Do we really buy Reese Witherspoon in a corset? The answer, surprisingly, is yes. Really? Well, no. Witherspoon's always going to be an American sweetheart, but this adap of William Makepeace Thackeray's satirical novel offers her something of a dream role: a 19th-century equivalent to her brilliant, scheming student in Election.
As ambitious social `mountaineer' Becky Sharp rattles up the rungs of the bourgeois ladder - piggybacking suitors, winning over the aristocracy, hurdling the Napoleonic Wars - Witherspoon proves the bright, charming hub for a gallery of star performances. Bob Hoskins and Jim Broadbent make blunderbuss kindly/callous father figures; James Purefoy relishes the rakish snobbery of Becky's hubby; while Rhys Ifans is forlorn and funny as the hapless Major Dobbin. Even better, though, are Becky's sniping spinster-benefactor Eileen Atkins and Gabriel Byrne's Marquess of Steyne, the dark lord who waits at society's steeple.

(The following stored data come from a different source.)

//! Hamiltonian: an ordered sum of weighted Pauli strings with a lazily
//! built dense matrix.
//!
//!   H = Σ_k  c_k · P_k,   c_k ∈ ℝ
//!
//! Every mutation marks the matrix cache dirty; [`Hamiltonian::matrix`] is
//! the single rebuild entry point.
//!
//! # Example
//!
//! ```rust
//! use pauliq_core::{CacheState, Hamiltonian};
//!
//! let mut h = Hamiltonian::new(2).unwrap();
//! h.add_term(1.0, "ZI").unwrap();
//! h.add_term(1.0, "IZ").unwrap();
//! assert_eq!(h.cache_state(), CacheState::Dirty);
//!
//! assert_eq!(h.matrix().nrows(), 4);
//! assert_eq!(h.cache_state(), CacheState::Valid);
//! ```

use std::collections::BTreeMap;
use std::fmt;
use std::sync::Arc;

use nalgebra::DMatrix;
use num_complex::Complex64;
use serde::{Deserialize, Serialize};
use tracing::debug;

use crate::error::{CoreError, CoreResult};
use crate::events::{EventBus, HamiltonianEvent, HamiltonianObserver};
use crate::matrix::{self, CacheState, MatrixCache};
use crate::pauli::PauliString;
use crate::state::checked_dimension;
use crate::term::Term;

/// A sum-of-Pauli-strings Hamiltonian on a fixed number of qubits.
#[derive(Debug, Clone, Serialize, Deserialize)]
#[serde(into = "HamiltonianRepr", try_from = "HamiltonianRepr")]
pub struct Hamiltonian {
    num_qubits: usize,
    terms: Vec<Term>,
    cache: MatrixCache,
    rebuilds: u64,
    events: EventBus,
}

impl Hamiltonian {
    /// Create an empty Hamiltonian on `num_qubits` qubits.
    pub fn new(num_qubits: usize) -> CoreResult<Self> {
        checked_dimension(num_qubits)?;
        Ok(Self {
            num_qubits,
            terms: Vec::new(),
            cache: MatrixCache::new(),
            rebuilds: 0,
            events: EventBus::new(),
        })
    }

    /// Create from a list of terms, validating each.
    pub fn from_terms(
        num_qubits: usize,
        terms: impl IntoIterator<Item = Term>,
    ) -> CoreResult<Self> {
        let mut h = Self::new(num_qubits)?;
        h.extend_terms(terms)?;
        Ok(h)
    }

    /// A fresh Hamiltonian with the same operators and coefficients but no
    /// observers and an empty cache.
    pub fn detached(&self) -> Self {
        Self {
            num_qubits: self.num_qubits,
            terms: self.terms.clone(),
            cache: MatrixCache::new(),
            rebuilds: 0,
            events: EventBus::new(),
        }
    }

    /// Append `coefficient · operator`.
    ///
    /// Fails with [`CoreError::DimensionMismatch`] if the operator length is
    /// not `num_qubits`, or [`CoreError::InvalidPauli`] on a bad character.
    pub fn add_term(&mut self, coefficient: f64, operator: &str) -> CoreResult<()> {
        let pauli: PauliString = operator.parse()?;
        self.push_term(Term::new(coefficient, pauli))
    }

    /// Append an already-parsed term.
    pub fn push_term(&mut self, term: Term) -> CoreResult<()> {
        if term.n_qubits() != self.num_qubits {
            return Err(CoreError::DimensionMismatch {
                expected: self.num_qubits,
                actual: term.n_qubits(),
            });
        }
        term.check_finite()?;

        let index = self.terms.len();
        self.terms.push(term);
        self.cache.invalidate();
        self.events.publish_with(|| HamiltonianEvent::TermAdded {
            index,
            term: self.terms[index].clone(),
        });
        Ok(())
    }

    /// Append several terms; stops at the first invalid one.
    pub fn extend_terms(&mut self, terms: impl IntoIterator<Item = Term>) -> CoreResult<()> {
        for term in terms {
            self.push_term(term)?;
        }
        Ok(())
    }

    /// Replace the coefficient of term `index`, returning the old value.
    pub fn set_coefficient(&mut self, index: usize, value: f64) -> CoreResult<f64> {
        if !value.is_finite() {
            return Err(CoreError::NonFiniteCoefficient(value));
        }
        let n_terms = self.terms.len();
        let term = self
            .terms
            .get_mut(index)
            .ok_or(CoreError::InvalidTermIndex { index, n_terms })?;
        let old = std::mem::replace(&mut term.coefficient, value);
        self.cache.invalidate();
        self.events.publish_with(|| HamiltonianEvent::CoefficientChanged {
            index,
            old,
            new: value,
        });
        Ok(old)
    }

    /// Replace all coefficients at once.
    pub fn set_coefficients(&mut self, values: &[f64]) -> CoreResult<()> {
        if values.len() != self.terms.len() {
            return Err(CoreError::DimensionMismatch {
                expected: self.terms.len(),
                actual: values.len(),
            });
        }
        for (index, &value) in values.iter().enumerate() {
            self.set_coefficient(index, value)?;
        }
        Ok(())
    }

    /// Coefficients in term order.
    pub fn coefficients(&self) -> Vec<f64> {
        self.terms.iter().map(|t| t.coefficient).collect()
    }

    /// All terms.
    pub fn terms(&self) -> &[Term] {
        &self.terms
    }

    /// Number of terms.
    pub fn n_terms(&self) -> usize {
        self.terms.len()
    }

    /// Number of qubits.
    pub fn num_qubits(&self) -> usize {
        self.num_qubits
    }

    /// Hilbert-space dimension, `2^n`.
    pub fn dim(&self) -> usize {
        1usize << self.num_qubits
    }

    /// Spectral norm upper bound: Σ |c_k|.
    pub fn lambda(&self) -> f64 {
        self.terms.iter().map(|t| t.coefficient.abs()).sum()
    }

    /// Merge terms with identical operator strings by summing their
    /// coefficients. Order follows first appearance.
    pub fn collect_like_terms(&self) -> Self {
        let mut order: Vec<PauliString> = Vec::new();
        let mut sums: BTreeMap<String, f64> = BTreeMap::new();
        for term in &self.terms {
            let key = term.pauli.to_string();
            if !sums.contains_key(&key) {
                order.push(term.pauli.clone());
            }
            *sums.entry(key).or_insert(0.0) += term.coefficient;
        }
        let terms = order
            .into_iter()
            .map(|pauli| {
                let coefficient = sums[&pauli.to_string()];
                Term::new(coefficient, pauli)
            })
            .collect();
        Self {
            num_qubits: self.num_qubits,
            terms,
            cache: MatrixCache::new(),
            rebuilds: 0,
            events: EventBus::new(),
        }
    }

    /// Dense `2^n × 2^n` matrix, rebuilt only if the cache is dirty.
    pub fn matrix(&mut self) -> &DMatrix<Complex64> {
        let (num_qubits, terms) = (self.num_qubits, &self.terms);
        let (matrix, rebuilt) = self
            .cache
            .get_or_rebuild(|| matrix::assemble(num_qubits, terms));
        if rebuilt {
            self.rebuilds += 1;
            debug!(
                n_qubits = num_qubits,
                n_terms = terms.len(),
                rebuilds = self.rebuilds,
                "rebuilt Hamiltonian matrix"
            );
            let dimension = matrix.nrows();
            self.events.publish_with(|| HamiltonianEvent::MatrixRebuilt {
                dimension,
                n_terms: terms.len(),
            });
        }
        matrix
    }

    /// Cache state.
    pub fn cache_state(&self) -> CacheState {
        self.cache.state()
    }

    /// How many times the matrix has been assembled.
    pub fn rebuild_count(&self) -> u64 {
        self.rebuilds
    }

    /// True if the assembled matrix equals its conjugate transpose within `tol`.
    pub fn is_hermitian(&mut self, tol: f64) -> bool {
        matrix::is_hermitian(self.matrix(), tol)
    }

    /// Subscribe an observer to this Hamiltonian's events.
    pub fn subscribe(&mut self, observer: Arc<dyn HamiltonianObserver>) {
        self.events.subscribe(observer);
    }

    /// Number of subscribed observers.
    pub fn observer_count(&self) -> usize {
        self.events.len()
    }

    pub(crate) fn events(&self) -> &EventBus {
        &self.events
    }
}

impl fmt::Display for Hamiltonian {
    fn fmt(&self, f: &mut fmt::Formatter<'_>) -> fmt::Result {
        if self.terms.is_empty() {
            return write!(f, "Hamiltonian({} qubits, 0 terms)", self.num_qubits);
        }
        write!(f, "Hamiltonian({} qubits):", self.num_qubits)?;
        for term in &self.terms {
            write!(f, " {term}")?;
        }
        Ok(())
    }
}

/// Wire form: qubit count and terms only.
#[derive(Serialize, Deserialize)]
struct HamiltonianRepr {
    num_qubits: usize,
    terms: Vec<Term>,
}

impl From<Hamiltonian> for HamiltonianRepr {
    fn from(h: Hamiltonian) -> Self {
        Self {
            num_qubits: h.num_qubits,
            terms: h.terms,
        }
    }
}

impl TryFrom<HamiltonianRepr> for Hamiltonian {
    type Error = CoreError;

    fn try_from(repr: HamiltonianRepr) -> Result<Self, Self::Error> {
        Hamiltonian::from_terms(repr.num_qubits, repr.terms)
    }
}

Just as she did in Monsoon Wedding, Indian director Mira Nair marshals this ensemble with a deft comic touch and the lashing deliveries of Thackeray's vinegary dialogue are a delight. Splashing the costumes and sets with reams of colour, Nair spices her 19th-century drama with a fresh, modern tang - until she gets carried away. Just wait for the ridiculous Bollywood musical set-piece that sees Witherspoon belly-dancing like some failed Moulin Rouge auditionee. Oh, and it's looong... Long enough to realise that while we're frequently entertained, we're rarely moved.
Cruel intentions power this portrait of a lady - or rather, they should do. But Witherspoon's Becky seems to drift, not drive her way through the film. The real problem? That Nair scrubs out the withering scepticism of Thackeray's `Novel With No Hero' to reclaim Sharp as an uncomfortable New Wave feminist. With her Legally Blonde go-girl persona leaking through the corset, she's less a conniving opportunist than a tragic victim of class. Shame, because in Election, Witherspoon was scheming. She was clever. She was funny. She was - yes - sharp. And so was the film.
Fantastic casting and period spice lacquer the missteps, but this tale of blonde ambition doesn't have teeth. Call it Vanity Fair-To-Middling.